1. This is a petition by the defendant in O. S. 73 of 1948 on the file of the Sub-Court at Palghat. That was a suit for money due under two promissory notes alleged to have been executed by the defendant in favour of the plaintiff. In the suit the defendant was described as a lunatic and accordingly his younger brother Viswanathan was proposed to be appointed as his guardian. The plaint averment that the defendant was a lunatic was accepted by the trial Judge who thereupon passed an order appointing Viswanathan as the guardian of the defendant. Summons of the suit was issued to the guardian alone who after acceptance of the summons chose to remain ex parte.
He appears to have gone one step further and to have appeared as the plaintiff's first witness and to have proved the plaint promissory note. On the strength of such evidence the suit was decreed against the defendant on 7-10-1948. The defendant filed the present application I. A. 1540 / 51 on 19-10-1951 praying that -the ex parte'decree against him may be set aside under Order IX, Rule 13 of the Code of Civil Procedure and the suit restored to file for fresh disposal after hearing his contentions also. He questioned the validity of the proceedings under which his brother Viswa-nathan was appointed as guardian without any notice to him.

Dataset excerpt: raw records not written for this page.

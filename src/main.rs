use axum::Router;
use clap::Parser;
use std::net::SocketAddr;
use std::path::{Path, PathBuf};
use std::sync::Arc;
use tower_http::cors::CorsLayer;
use tracing::{error, info, warn, Level};
use tracing_subscriber;

use ragbridge::api::{self, AppState};
use ragbridge::config;
use ragbridge::persistence::{self, PersistenceManager};
use ragbridge::store::FileStore;
use ragbridge::upstream::{HttpRetrievalClient, RetrievalBackend};
use ragbridge::web;

#[derive(Parser, Debug)]
#[command(name = "ragbridge")]
#[command(about = "RAG document gateway - uploads, ingestion tracking and query proxy")]
struct Args {
    /// Server port
    #[arg(short, long, default_value_t = config::DEFAULT_PORT)]
    port: u16,

    /// Data directory for uploads and registry snapshots
    #[arg(short, long, default_value = config::DEFAULT_DATA_DIR)]
    data_dir: String,

    /// Base URL of the retrieval engine
    #[arg(short, long, default_value = config::DEFAULT_ENGINE_URL)]
    engine_url: String,

    /// Snapshot interval in seconds
    #[arg(short, long, default_value_t = config::SNAPSHOT_INTERVAL_SECS)]
    snapshot_interval: u64,

    /// Directory of prebuilt console assets
    #[arg(long, default_value = "./webui")]
    static_dir: String,
}

#[tokio::main]
async fn main() {
    // Parse CLI arguments
    let args = Args::parse();

    // Initialize tracing
    tracing_subscriber::fmt()
        .with_max_level(Level::INFO)
        .init();

    info!("🚀 ragbridge gateway starting");
    info!("📁 Data directory: {}", args.data_dir);
    info!("🔎 Retrieval engine: {}", args.engine_url);
    info!("⏱️  Snapshot interval: {}s", args.snapshot_interval);

    let store = match FileStore::new(Path::new(&args.data_dir)) {
        Ok(store) => store,
        Err(e) => {
            error!("Failed to prepare data directory {}: {}", args.data_dir, e);
            std::process::exit(1);
        }
    };

    let persistence = match PersistenceManager::new(Path::new(&args.data_dir), args.snapshot_interval) {
        Ok(p) => p,
        Err(e) => {
            error!("Failed to initialize persistence: {}", e);
            std::process::exit(1);
        }
    };

    // Restore the registry, then reconcile it against what is on disk
    match persistence.load_state() {
        Ok(state) => {
            info!(
                "✅ Restored {} file records, {} knowledge bases",
                state.files.len(),
                state.knowledge_bases.len()
            );
            store.restore(state.files, state.knowledge_bases);
        }
        Err(e) => {
            warn!("⚠️  Failed to load snapshot: {}, starting fresh", e);
        }
    }
    match store.sync_from_disk() {
        Ok(report) => {
            info!(
                "🗂️  Disk sync: {} knowledge bases, {} recovered uploads, {} dropped records",
                report.registered_kbs, report.recovered_files, report.dropped_records
            );
        }
        Err(e) => {
            warn!("⚠️  Disk sync failed: {}", e);
        }
    }

    let backend: Arc<dyn RetrievalBackend> = match HttpRetrievalClient::new(&args.engine_url) {
        Ok(client) => Arc::new(client),
        Err(e) => {
            error!("Failed to build retrieval engine client: {}", e);
            std::process::exit(1);
        }
    };

    // The gateway starts either way; ingestion and queries surface engine
    // outages per request
    match backend.health().await {
        Ok(()) => info!("✅ Retrieval engine reachable"),
        Err(e) => warn!("⚠️  Retrieval engine not reachable yet: {}", e),
    }

    // Start background snapshots
    let _snapshot_handle = persistence.start_background_snapshots(store.clone()).await;

    // Setup graceful shutdown
    persistence::setup_shutdown_handler(persistence.clone(), store.clone()).await;

    // Build the router
    let state = AppState::new(store, backend);
    let app = Router::new()
        .merge(api::routes(state))
        .merge(web::routes(PathBuf::from(&args.static_dir)))
        .layer(CorsLayer::permissive());

    // Start the server
    let addr = SocketAddr::from(([0, 0, 0, 0], args.port));
    info!("🌐 Gateway listening on {}", addr);

    let listener = tokio::net::TcpListener::bind(addr).await.unwrap();
    axum::serve(listener, app).await.unwrap();
}
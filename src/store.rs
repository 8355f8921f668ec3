//! File registry: safe-key identity, uploaded bytes, knowledge bases, and
//! the status fields the ingestion driver writes through.
//!
//! All lookups go through [`FileStore::resolve`]: exact safe-key match first,
//! then a fallback over original file names (most recent upload wins, with a
//! warning when the name is ambiguous). Status writes carry the epoch handed
//! out when a record entered `processing`, so a task orphaned by a reset or
//! delete cannot scribble over its successor.

use std::collections::HashMap;
use std::path::{Path, PathBuf};
use std::sync::{Arc, RwLock, RwLockReadGuard, RwLockWriteGuard};

use chrono::Utc;
use dashmap::mapref::entry::Entry;
use dashmap::DashMap;
use indexmap::IndexSet;
use tracing::{info, warn};
use uuid::Uuid;

use crate::config::{DEFAULT_KNOWLEDGE_BASE, SAFE_KEY_RETRY_LIMIT, SAFE_KEY_TOKEN_LEN};
use crate::error::ApiError;
use crate::structures::{FileRecord, FileStatus, KnowledgeBase};

/// Outcome of asking for an ingestion slot on a record.
pub enum BeginState {
    /// Record flipped to `processing`; `epoch` is the task's write ticket.
    Started { record: FileRecord, epoch: u64 },
    /// Record is not `uploaded`; snapshot of what it is instead.
    Busy { record: FileRecord },
    Missing,
}

/// What a filesystem sync found at startup.
#[derive(Debug, Default)]
pub struct SyncReport {
    pub registered_kbs: usize,
    pub recovered_files: usize,
    pub dropped_records: usize,
}

/// Shared registry of uploads and knowledge bases. Cheap to clone; all
/// clones see the same state.
#[derive(Clone)]
pub struct FileStore {
    inner: Arc<StoreInner>,
}

struct StoreInner {
    records: DashMap<String, FileRecord>,
    record_order: RwLock<IndexSet<String>>,
    kbs: DashMap<String, KnowledgeBase>,
    kb_order: RwLock<IndexSet<String>>,
    data_dir: PathBuf,
}

/// Build the on-disk name for an upload: `{kb}_{token}{ext}`.
pub fn make_safe_key(kb: &str, original_name: &str) -> String {
    let token = Uuid::new_v4().simple().to_string();
    let ext = Path::new(original_name)
        .extension()
        .map(|e| format!(".{}", e.to_string_lossy()))
        .unwrap_or_default();
    format!("{}_{}{}", kb, &token[..SAFE_KEY_TOKEN_LEN], ext)
}

fn sanitize_filename(name: &str) -> String {
    Path::new(name)
        .file_name()
        .map(|n| n.to_string_lossy().into_owned())
        .unwrap_or_default()
        .trim()
        .to_string()
}

fn read_lock<T>(lock: &RwLock<T>) -> RwLockReadGuard<'_, T> {
    lock.read().unwrap_or_else(|e| e.into_inner())
}

fn write_lock<T>(lock: &RwLock<T>) -> RwLockWriteGuard<'_, T> {
    lock.write().unwrap_or_else(|e| e.into_inner())
}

It was also alleged by him that he came to know of the suit and the decree against him only when notice of execution was taken to him and that the restoration application was filed soon after receipt of notice of execution. The trial Court repelled these contentions and held that Viswanathan's appointment as the defendant's guardian was legal and proper. It was also held that the restoration application was barred by limitation. The lower appellate Court also agreed with these findings of the trial Judge with the result that the Civil Miscellaneous Appeal against the trial Court's order dismissing the restoration application was also dismissed. The defendant has therefore filed this petition seeking a revision of the lower Court's order.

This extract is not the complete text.